FRET is a phenomenon where excited state energy of a fluorescent donor molecule is transferred, by a non-radiative dipole-dipole coupling mechanism, to a nearby acceptor. Because the efficiency of FRET provides information regarding the distance separating the donor and acceptor, FRET is used to study protein interactions in living cells. In conjunction with automated microscopy, FRET can also be used to screen for drugs that perturb specific protein-protein interactions. The utility of FRET, however, is limited by the possibility of both false positive (caused by over expression and molecular crowding), and by false negative signals (resulting from separation distances greater than 10 nm and from very low dipole orientation factors). To overcome these limitations we have developed Polarized Fluorescence Correlation Spectroscopy (pFCS), a single-molecule based method to characterize the interactions of proteins in complexes. Using pFCS, Homo-FRET (a 1-10 nm proximity gauge), brightness (a measure of the number of fluorescent subunits in a complex), and the lateral diffusion coefficient (an attribute sensitive to viscosity, mass, and the shape of a protein complex) can be simultaneously measured.

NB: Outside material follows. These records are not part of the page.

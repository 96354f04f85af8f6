//! The codec seam between the in-memory `AudioBuffer` and files on disk.
//!
//! `FfmpegCodec` is the production implementation: it decodes through
//! `rodio` and hands compression to an external `ffmpeg` process, staging
//! PCM as WAV in between. Tests substitute their own `AudioCodec`.

use std::fs::File;
use std::io::BufReader;
use std::path::{Path, PathBuf};
use std::process::Command;

use rodio::{Decoder, Source};
use thiserror::Error;

use super::buffer::AudioBuffer;

#[derive(Debug, Error)]
pub enum AudioError {
    #[error("cannot open {path}: {source}")]
    Open {
        path: PathBuf,
        #[source]
        source: std::io::Error,
    },

    #[error("cannot decode {path}: {reason}")]
    Decode { path: PathBuf, reason: String },

    #[error("{path} decoded to zero-length audio")]
    EmptyDecode { path: PathBuf },

    #[error("wav staging failed: {0}")]
    Wav(#[from] hound::Error),

    #[error("could not run ffmpeg ({reason}); is it installed?")]
    TranscoderMissing { reason: String },

    #[error("ffmpeg failed on {path}: {stderr}")]
    Transcoder { path: PathBuf, stderr: String },

    #[error("io error on {path}: {source}")]
    Io {
        path: PathBuf,
        #[source]
        source: std::io::Error,
    },
}

/// Decode/encode seam. The composer and extractor only ever talk to this
/// trait, so tests can run without ffmpeg or real media files.
pub trait AudioCodec {
    fn decode(&self, path: &Path) -> Result<AudioBuffer, AudioError>;

    /// Write `buffer` to `path` in the format implied by its extension,
    /// at `bitrate_kbps` for lossy targets. Must not leave a partial file
    /// behind on failure.
    fn encode(&self, buffer: &AudioBuffer, path: &Path, bitrate_kbps: u32)
    -> Result<(), AudioError>;

    /// Best-effort in-place repair of a file that fails to decode.
    fn repair(&self, path: &Path) -> Result<(), AudioError> {
        Err(AudioError::Transcoder {
            path: path.to_path_buf(),
            stderr: "repair not supported by this codec".to_string(),
        })
    }
}

/// Production codec: `rodio` decode, `ffmpeg` encode/repair.
#[derive(Debug, Default)]
pub struct FfmpegCodec;

impl AudioCodec for FfmpegCodec {
    fn decode(&self, path: &Path) -> Result<AudioBuffer, AudioError> {
        let file = File::open(path).map_err(|source| AudioError::Open {
            path: path.to_path_buf(),
            source,
        })?;
        let decoder = Decoder::new(BufReader::new(file)).map_err(|e| AudioError::Decode {
            path: path.to_path_buf(),
            reason: e.to_string(),
        })?;

        let channels = decoder.channels();
        let sample_rate = decoder.sample_rate();
        let samples: Vec<f32> = decoder.collect();
        if samples.is_empty() {
            return Err(AudioError::EmptyDecode {
                path: path.to_path_buf(),
            });
        }
        Ok(AudioBuffer::new(samples, channels, sample_rate))
    }

    fn encode(
        &self,
        buffer: &AudioBuffer,
        path: &Path,
        bitrate_kbps: u32,
    ) -> Result<(), AudioError> {
        let ext = path
            .extension()
            .and_then(|e| e.to_str())
            .unwrap_or("")
            .to_ascii_lowercase();

        if ext == "wav" {
            let tmp = sibling(path, "part");
            if let Err(e) = write_wav(buffer, &tmp) {
                let _ = std::fs::remove_file(&tmp);
                return Err(e);
            }
            return std::fs::rename(&tmp, path).map_err(|source| AudioError::Io {
                path: path.to_path_buf(),
                source,
            });
        }

        // Lossy target: stage as WAV, compress with ffmpeg, then move the
        // finished file into place so a failed run leaves nothing behind.
        let staging = sibling(path, "staging.wav");
        let tmp = sibling(path, "part");
        let result = (|| {
            write_wav(buffer, &staging)?;
            run_ffmpeg(
                path,
                &[
                    "-y",
                    "-v",
                    "error",
                    "-i",
                    &staging.to_string_lossy(),
                    "-b:a",
                    &format!("{bitrate_kbps}k"),
                    &tmp.to_string_lossy(),
                ],
            )?;
            std::fs::rename(&tmp, path).map_err(|source| AudioError::Io {
                path: path.to_path_buf(),
                source,
            })
        })();
        let _ = std::fs::remove_file(&staging);
        if result.is_err() {
            let _ = std::fs::remove_file(&tmp);
        }
        result
    }

    fn repair(&self, path: &Path) -> Result<(), AudioError> {
        let tmp = sibling(path, "repair");
        let result = run_ffmpeg(
            path,
            &[
                "-y",
                "-v",
                "error",
                "-i",
                &path.to_string_lossy(),
                "-vn",
                &tmp.to_string_lossy(),
            ],
        )
        .and_then(|()| {
            std::fs::rename(&tmp, path).map_err(|source| AudioError::Io {
                path: path.to_path_buf(),
                source,
            })
        });
        if result.is_err() {
            let _ = std::fs::remove_file(&tmp);
        }
        result
    }
}

/// `out.mp3` -> `out.<marker>.mp3`, next to the target file.
fn sibling(path: &Path, marker: &str) -> PathBuf {
    let stem = path.file_stem().and_then(|s| s.to_str()).unwrap_or("out");
    let ext = path.extension().and_then(|e| e.to_str()).unwrap_or("tmp");
    path.with_file_name(format!("{stem}.{marker}.{ext}"))
}

fn write_wav(buffer: &AudioBuffer, path: &Path) -> Result<(), AudioError> {
    let spec = hound::WavSpec {
        channels: buffer.channels(),
        sample_rate: buffer.sample_rate(),
        bits_per_sample: 16,
        sample_format: hound::SampleFormat::Int,
    };
    let mut writer = hound::WavWriter::create(path, spec)?;
    for &s in buffer.samples() {
        writer.write_sample((s.clamp(-1.0, 1.0) * i16::MAX as f32) as i16)?;
    }
    writer.finalize()?;
    Ok(())
}

fn run_ffmpeg(subject: &Path, args: &[&str]) -> Result<(), AudioError> {
    let output = Command::new("ffmpeg")
        .args(args)
        .output()
        .map_err(|e| AudioError::TranscoderMissing {
            reason: e.to_string(),
        })?;
    if !output.status.success() {
        return Err(AudioError::Transcoder {
            path: subject.to_path_buf(),
            stderr: String::from_utf8_lossy(&output.stderr).trim().to_string(),
        });
    }
    Ok(())
}
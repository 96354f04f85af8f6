//! Persistent per-type catalog of block provenance.
//!
//! The catalog is a single TOML document with one array-of-tables per
//! block type; each row has the type's own code as id column, plus
//! `origin` and `description`. The whole file is read and rewritten on
//! every mutating operation, so a catalog must have a single writer at a
//! time. A missing file or missing sub-table just means "no entries yet".

use std::collections::BTreeMap;
use std::path::{Path, PathBuf};

use thiserror::Error;
use walkdir::WalkDir;

use crate::block::{BlockType, parse_block_filename};
use crate::metadata;

#[derive(Debug, Error)]
pub enum CatalogError {
    #[error("cannot access {path}: {source}")]
    Io {
        path: PathBuf,
        #[source]
        source: std::io::Error,
    },

    #[error("catalog {path} is not valid TOML: {source}")]
    Parse {
        path: PathBuf,
        #[source]
        source: toml::de::Error,
    },

    #[error("catalog {path}: row {row} of table {table:?} is malformed")]
    Malformed {
        path: PathBuf,
        table: String,
        row: usize,
    },

    #[error("cannot encode catalog: {0}")]
    Encode(#[from] toml::ser::Error),

    #[error("duplicate {block_type} block id {id:?} in catalog")]
    DuplicateId { block_type: BlockType, id: String },
}

/// One catalog row: block id plus provenance.
#[derive(Debug, Clone, PartialEq)]
pub struct CatalogRow {
    pub id: String,
    pub origin: String,
    pub description: String,
}

/// One artifact found on disk following the `<code><id>.<ext>` convention.
#[derive(Debug, Clone)]
pub struct ScannedBlock {
    pub path: PathBuf,
    pub block_type: BlockType,
    pub id: String,
}

impl ScannedBlock {
    /// Numeric ordinal embedded in the id, used for deterministic
    /// pre-shuffle ordering. Covers both legacy sequence numbers and
    /// timestamp ids.
    pub fn ordinal(&self) -> u128 {
        self.id.parse().unwrap_or(0)
    }
}
use super::load::{default_config_path, resolve_config_path};
use super::schema::*;
use std::sync::{Mutex, OnceLock};

static ENV_LOCK: OnceLock<Mutex<()>> = OnceLock::new();

fn env_lock() -> std::sync::MutexGuard<'static, ()> {
    ENV_LOCK.get_or_init(|| Mutex::new(())).lock().unwrap()
}

struct EnvGuard {
    key: &'static str,
    old: Option<std::ffi::OsString>,
}

impl EnvGuard {
    fn set(key: &'static str, val: &str) -> Self {
        let old = std::env::var_os(key);
        unsafe {
            std::env::set_var(key, val);
        }
        Self { key, old }
    }

    fn remove(key: &'static str) -> Self {
        let old = std::env::var_os(key);
        unsafe {
            std::env::remove_var(key);
        }
        Self { key, old }
    }
}

impl Drop for EnvGuard {
    fn drop(&mut self) {
        match self.old.take() {
            Some(v) => unsafe {
                std::env::set_var(self.key, v);
            },
            None => unsafe {
                std::env::remove_var(self.key);
            },
        }
    }
}

#[test]
fn resolve_config_path_prefers_staccato_config_path() {
    let _lock = env_lock();
    let _g1 = EnvGuard::set("STACCATO_CONFIG_PATH", "/tmp/staccato-test-config.toml");
    assert_eq!(
        resolve_config_path().unwrap(),
        std::path::PathBuf::from("/tmp/staccato-test-config.toml")
    );
}

#[test]
fn default_config_path_prefers_xdg_config_home() {
    let _lock = env_lock();
    let _g1 = EnvGuard::set("XDG_CONFIG_HOME", "/tmp/xdg-config-home");
    let _g2 = EnvGuard::set("HOME", "/tmp/home-should-not-win");

    let p = default_config_path().unwrap();
    assert_eq!(
        p,
        std::path::PathBuf::from("/tmp/xdg-config-home")
            .join("staccato")
            .join("config.toml")
    );
}

#[test]
fn defaults_match_the_fixed_slicing_scheme() {
    let s = Settings::default();
    assert_eq!(s.slicer.slice_secs, 30.0);
    assert_eq!(s.slicer.fade_secs(), 15.0);
    assert_eq!(s.slicer.min_spacing_secs(), 45.0);
    assert_eq!(s.slicer.bitrate_kbps, 192);
    assert_eq!(s.sequence.music_lead_secs, 15.0);
    assert_eq!(s.sequence.min_blocks_per_channel, 3);
    assert_eq!(s.library.catalog_file, "blocks_list.toml");
    assert!(s.validate().is_ok());
}

#[test]
fn settings_load_from_config_file() {
    let _lock = env_lock();

    let dir = tempfile::tempdir().unwrap();
    let cfg_path = dir.path().join("config.toml");
    std::fs::write(
        &cfg_path,
        r#"
[slicer]
slice_secs = 20.0
spacing_factor = 2.0
bitrate_kbps = 128

[sequence]
music_lead_secs = 10.0
min_blocks_per_channel = 2

[library]
extensions = ["mp3"]
catalog_file = "catalog.toml"
"#,
    )
    .unwrap();

    let _g1 = EnvGuard::set("STACCATO_CONFIG_PATH", cfg_path.to_str().unwrap());
    let _g2 = EnvGuard::remove("STACCATO__SLICER__SLICE_SECS");

    let s = Settings::load().unwrap();
    assert_eq!(s.slicer.slice_secs, 20.0);
    assert_eq!(s.slicer.fade_secs(), 10.0);
    assert_eq!(s.slicer.min_spacing_secs(), 40.0);
    assert_eq!(s.slicer.bitrate_kbps, 128);
    assert_eq!(s.sequence.music_lead_secs, 10.0);
    assert_eq!(s.sequence.min_blocks_per_channel, 2);
    assert_eq!(s.library.extensions, vec!["mp3".to_string()]);
    assert_eq!(s.library.catalog_file, "catalog.toml");
}

#[test]
fn settings_env_overrides_config_file() {
    let _lock = env_lock();

    let dir = tempfile::tempdir().unwrap();
    let cfg_path = dir.path().join("config.toml");
    std::fs::write(
        &cfg_path,
        r#"
[slicer]
bitrate_kbps = 192
"#,
    )
    .unwrap();

    let _g1 = EnvGuard::set("STACCATO_CONFIG_PATH", cfg_path.to_str().unwrap());
    let _g2 = EnvGuard::set("STACCATO__SLICER__BITRATE_KBPS", "96");

    let s = Settings::load().unwrap();
    assert_eq!(s.slicer.bitrate_kbps, 96);
}

#[test]
fn validate_rejects_nonsense_values() {
    let mut s = Settings::default();
    s.slicer.slice_secs = 0.0;
    assert!(s.validate().is_err());

    let mut s = Settings::default();
    s.slicer.spacing_factor = 0.5;
    assert!(s.validate().is_err());

    let mut s = Settings::default();
    s.sequence.min_blocks_per_channel = 0;
    assert!(s.validate().is_err());
}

With these measurements, the interpretation of FRET can be rigorously constrained thus reducing the likelihood of both false negative and false positive interpretations. Standards consisting of tandem covalently linked concatemers of between 1 and 6 Venus molecules were used to validate pFCS in both solution and in cells. The utility of pFCS was demonstrated by measuring differences in Homo-FRET, subunit stoichiometry and correlation time between Venus-tagged CaM-kinase-II holoenzyme (α or β).